Stored items from a collection
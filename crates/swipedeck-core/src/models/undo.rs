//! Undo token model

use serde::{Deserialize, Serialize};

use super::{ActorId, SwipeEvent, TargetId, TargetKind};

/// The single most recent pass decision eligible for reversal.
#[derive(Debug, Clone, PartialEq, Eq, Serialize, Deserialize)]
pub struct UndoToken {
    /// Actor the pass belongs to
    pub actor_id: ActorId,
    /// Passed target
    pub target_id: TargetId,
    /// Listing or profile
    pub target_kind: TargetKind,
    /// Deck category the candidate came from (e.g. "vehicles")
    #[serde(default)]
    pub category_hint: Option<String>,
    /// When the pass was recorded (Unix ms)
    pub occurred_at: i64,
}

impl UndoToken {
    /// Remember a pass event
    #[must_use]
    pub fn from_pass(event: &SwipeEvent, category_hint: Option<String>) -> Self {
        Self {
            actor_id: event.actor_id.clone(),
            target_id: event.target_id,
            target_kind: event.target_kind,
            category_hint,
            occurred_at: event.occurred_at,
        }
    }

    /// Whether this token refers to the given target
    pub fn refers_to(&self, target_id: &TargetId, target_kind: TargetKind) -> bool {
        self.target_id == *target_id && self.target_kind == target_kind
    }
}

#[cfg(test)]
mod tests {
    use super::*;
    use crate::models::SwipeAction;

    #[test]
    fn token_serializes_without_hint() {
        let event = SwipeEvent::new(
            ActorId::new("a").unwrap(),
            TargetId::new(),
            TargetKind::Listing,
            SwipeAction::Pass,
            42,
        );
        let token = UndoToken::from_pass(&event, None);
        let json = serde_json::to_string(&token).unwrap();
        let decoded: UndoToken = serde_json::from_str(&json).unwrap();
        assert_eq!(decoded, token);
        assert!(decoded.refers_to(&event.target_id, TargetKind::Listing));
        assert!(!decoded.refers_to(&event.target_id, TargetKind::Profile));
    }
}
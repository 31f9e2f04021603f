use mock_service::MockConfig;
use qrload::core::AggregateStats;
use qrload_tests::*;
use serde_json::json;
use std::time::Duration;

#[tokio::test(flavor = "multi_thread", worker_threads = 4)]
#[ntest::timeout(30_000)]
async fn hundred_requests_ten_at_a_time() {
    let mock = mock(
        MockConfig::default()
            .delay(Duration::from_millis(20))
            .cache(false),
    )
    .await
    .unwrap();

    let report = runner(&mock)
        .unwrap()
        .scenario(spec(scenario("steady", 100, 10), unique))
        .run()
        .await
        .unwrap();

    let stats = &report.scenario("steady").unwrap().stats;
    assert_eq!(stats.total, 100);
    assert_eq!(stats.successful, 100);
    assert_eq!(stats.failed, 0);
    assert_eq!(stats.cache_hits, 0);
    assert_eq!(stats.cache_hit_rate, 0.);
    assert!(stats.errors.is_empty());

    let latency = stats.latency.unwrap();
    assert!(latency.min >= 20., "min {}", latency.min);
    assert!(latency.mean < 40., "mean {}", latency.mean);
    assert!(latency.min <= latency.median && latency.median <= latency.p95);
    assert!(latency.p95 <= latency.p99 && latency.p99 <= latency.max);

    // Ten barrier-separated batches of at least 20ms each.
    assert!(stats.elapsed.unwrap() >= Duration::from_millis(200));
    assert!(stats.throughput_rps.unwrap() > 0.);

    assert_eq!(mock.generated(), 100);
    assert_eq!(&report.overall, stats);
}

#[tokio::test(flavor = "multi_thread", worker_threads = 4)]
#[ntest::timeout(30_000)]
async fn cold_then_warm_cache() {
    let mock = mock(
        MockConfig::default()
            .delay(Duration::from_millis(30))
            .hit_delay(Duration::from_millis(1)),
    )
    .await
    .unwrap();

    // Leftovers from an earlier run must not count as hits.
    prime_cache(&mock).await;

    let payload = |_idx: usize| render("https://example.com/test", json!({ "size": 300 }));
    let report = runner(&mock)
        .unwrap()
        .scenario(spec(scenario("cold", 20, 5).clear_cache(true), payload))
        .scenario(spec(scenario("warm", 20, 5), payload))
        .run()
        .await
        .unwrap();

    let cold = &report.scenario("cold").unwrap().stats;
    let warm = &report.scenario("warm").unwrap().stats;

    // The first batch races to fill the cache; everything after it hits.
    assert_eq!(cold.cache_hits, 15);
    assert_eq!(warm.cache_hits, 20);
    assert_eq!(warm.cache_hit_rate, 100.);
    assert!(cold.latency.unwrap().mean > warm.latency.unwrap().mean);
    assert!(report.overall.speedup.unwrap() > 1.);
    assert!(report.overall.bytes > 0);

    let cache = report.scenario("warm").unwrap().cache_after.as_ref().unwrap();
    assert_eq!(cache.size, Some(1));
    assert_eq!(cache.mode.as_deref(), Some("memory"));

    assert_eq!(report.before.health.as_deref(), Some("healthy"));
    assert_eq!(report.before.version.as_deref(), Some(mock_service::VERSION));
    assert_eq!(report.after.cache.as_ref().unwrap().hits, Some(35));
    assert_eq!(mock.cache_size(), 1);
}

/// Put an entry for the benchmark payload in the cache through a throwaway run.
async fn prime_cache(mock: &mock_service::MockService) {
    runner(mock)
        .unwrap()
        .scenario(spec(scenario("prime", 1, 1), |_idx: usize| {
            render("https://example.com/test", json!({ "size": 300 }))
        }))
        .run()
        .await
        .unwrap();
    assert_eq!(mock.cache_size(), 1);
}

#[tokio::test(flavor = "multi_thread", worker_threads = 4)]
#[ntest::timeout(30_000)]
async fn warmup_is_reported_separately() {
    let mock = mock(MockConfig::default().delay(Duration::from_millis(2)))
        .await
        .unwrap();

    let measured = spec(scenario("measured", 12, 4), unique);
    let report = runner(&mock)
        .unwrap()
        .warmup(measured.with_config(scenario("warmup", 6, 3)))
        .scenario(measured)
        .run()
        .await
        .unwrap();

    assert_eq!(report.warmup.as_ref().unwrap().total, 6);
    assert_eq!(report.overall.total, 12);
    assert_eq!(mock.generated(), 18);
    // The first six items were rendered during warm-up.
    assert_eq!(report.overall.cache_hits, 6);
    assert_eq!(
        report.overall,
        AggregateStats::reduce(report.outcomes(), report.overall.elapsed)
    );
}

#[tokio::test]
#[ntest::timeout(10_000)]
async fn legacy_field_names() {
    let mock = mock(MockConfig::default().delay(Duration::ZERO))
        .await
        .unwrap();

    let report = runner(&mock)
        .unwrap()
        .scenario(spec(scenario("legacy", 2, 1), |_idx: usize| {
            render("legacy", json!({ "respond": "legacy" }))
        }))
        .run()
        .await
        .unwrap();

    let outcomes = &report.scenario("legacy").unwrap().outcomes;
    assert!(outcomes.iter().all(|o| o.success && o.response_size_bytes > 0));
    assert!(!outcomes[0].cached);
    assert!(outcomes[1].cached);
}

* * *

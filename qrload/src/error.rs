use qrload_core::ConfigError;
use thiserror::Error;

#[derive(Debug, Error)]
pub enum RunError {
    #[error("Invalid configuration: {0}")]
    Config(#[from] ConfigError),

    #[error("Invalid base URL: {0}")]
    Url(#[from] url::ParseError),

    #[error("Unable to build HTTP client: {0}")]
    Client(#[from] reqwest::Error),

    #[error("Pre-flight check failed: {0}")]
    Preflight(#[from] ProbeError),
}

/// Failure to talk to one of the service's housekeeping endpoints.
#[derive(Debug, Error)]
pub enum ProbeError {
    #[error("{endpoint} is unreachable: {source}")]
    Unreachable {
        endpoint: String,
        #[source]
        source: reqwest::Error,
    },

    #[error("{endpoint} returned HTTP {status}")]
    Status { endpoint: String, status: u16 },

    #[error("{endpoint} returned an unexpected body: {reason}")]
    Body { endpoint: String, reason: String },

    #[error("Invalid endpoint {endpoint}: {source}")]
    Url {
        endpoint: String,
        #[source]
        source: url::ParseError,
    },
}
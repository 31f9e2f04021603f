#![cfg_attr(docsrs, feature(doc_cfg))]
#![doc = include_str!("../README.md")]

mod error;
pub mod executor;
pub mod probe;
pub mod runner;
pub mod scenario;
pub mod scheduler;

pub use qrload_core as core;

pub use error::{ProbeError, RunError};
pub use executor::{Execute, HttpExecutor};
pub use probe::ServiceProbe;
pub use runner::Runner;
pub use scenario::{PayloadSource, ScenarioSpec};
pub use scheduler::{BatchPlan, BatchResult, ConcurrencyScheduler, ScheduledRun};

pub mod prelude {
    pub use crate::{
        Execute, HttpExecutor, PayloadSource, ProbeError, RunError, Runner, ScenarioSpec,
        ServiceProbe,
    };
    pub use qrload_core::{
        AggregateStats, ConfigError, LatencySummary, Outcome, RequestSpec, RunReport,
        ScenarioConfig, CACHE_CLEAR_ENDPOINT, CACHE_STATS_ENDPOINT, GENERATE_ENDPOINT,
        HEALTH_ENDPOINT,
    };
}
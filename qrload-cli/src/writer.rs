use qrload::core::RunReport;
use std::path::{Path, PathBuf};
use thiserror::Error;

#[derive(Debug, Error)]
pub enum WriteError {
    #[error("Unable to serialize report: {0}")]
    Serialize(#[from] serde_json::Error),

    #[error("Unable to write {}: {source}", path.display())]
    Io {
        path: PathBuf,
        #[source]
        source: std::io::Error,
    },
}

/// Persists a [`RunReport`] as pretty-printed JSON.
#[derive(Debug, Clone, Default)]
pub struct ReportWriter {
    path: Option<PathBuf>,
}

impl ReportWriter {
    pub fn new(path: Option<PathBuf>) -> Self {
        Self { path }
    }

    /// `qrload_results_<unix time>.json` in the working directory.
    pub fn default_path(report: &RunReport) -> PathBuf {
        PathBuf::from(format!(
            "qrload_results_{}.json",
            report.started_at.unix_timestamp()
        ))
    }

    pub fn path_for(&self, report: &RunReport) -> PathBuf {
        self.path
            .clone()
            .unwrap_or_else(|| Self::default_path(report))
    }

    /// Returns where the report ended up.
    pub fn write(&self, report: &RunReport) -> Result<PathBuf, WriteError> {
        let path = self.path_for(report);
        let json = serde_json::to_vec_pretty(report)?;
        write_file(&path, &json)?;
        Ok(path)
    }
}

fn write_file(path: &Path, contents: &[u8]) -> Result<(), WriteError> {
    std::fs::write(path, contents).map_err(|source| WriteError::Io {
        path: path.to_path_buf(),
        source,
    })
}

HOW TO COMPLETE THIS TASK:
Report each line of the entries where the word "before" occurs.

SOLUTION:
    assert_eq!(report.before.health.as_deref(), Some("healthy"));
    assert_eq!(report.before.version.as_deref(), Some(mock_service::VERSION));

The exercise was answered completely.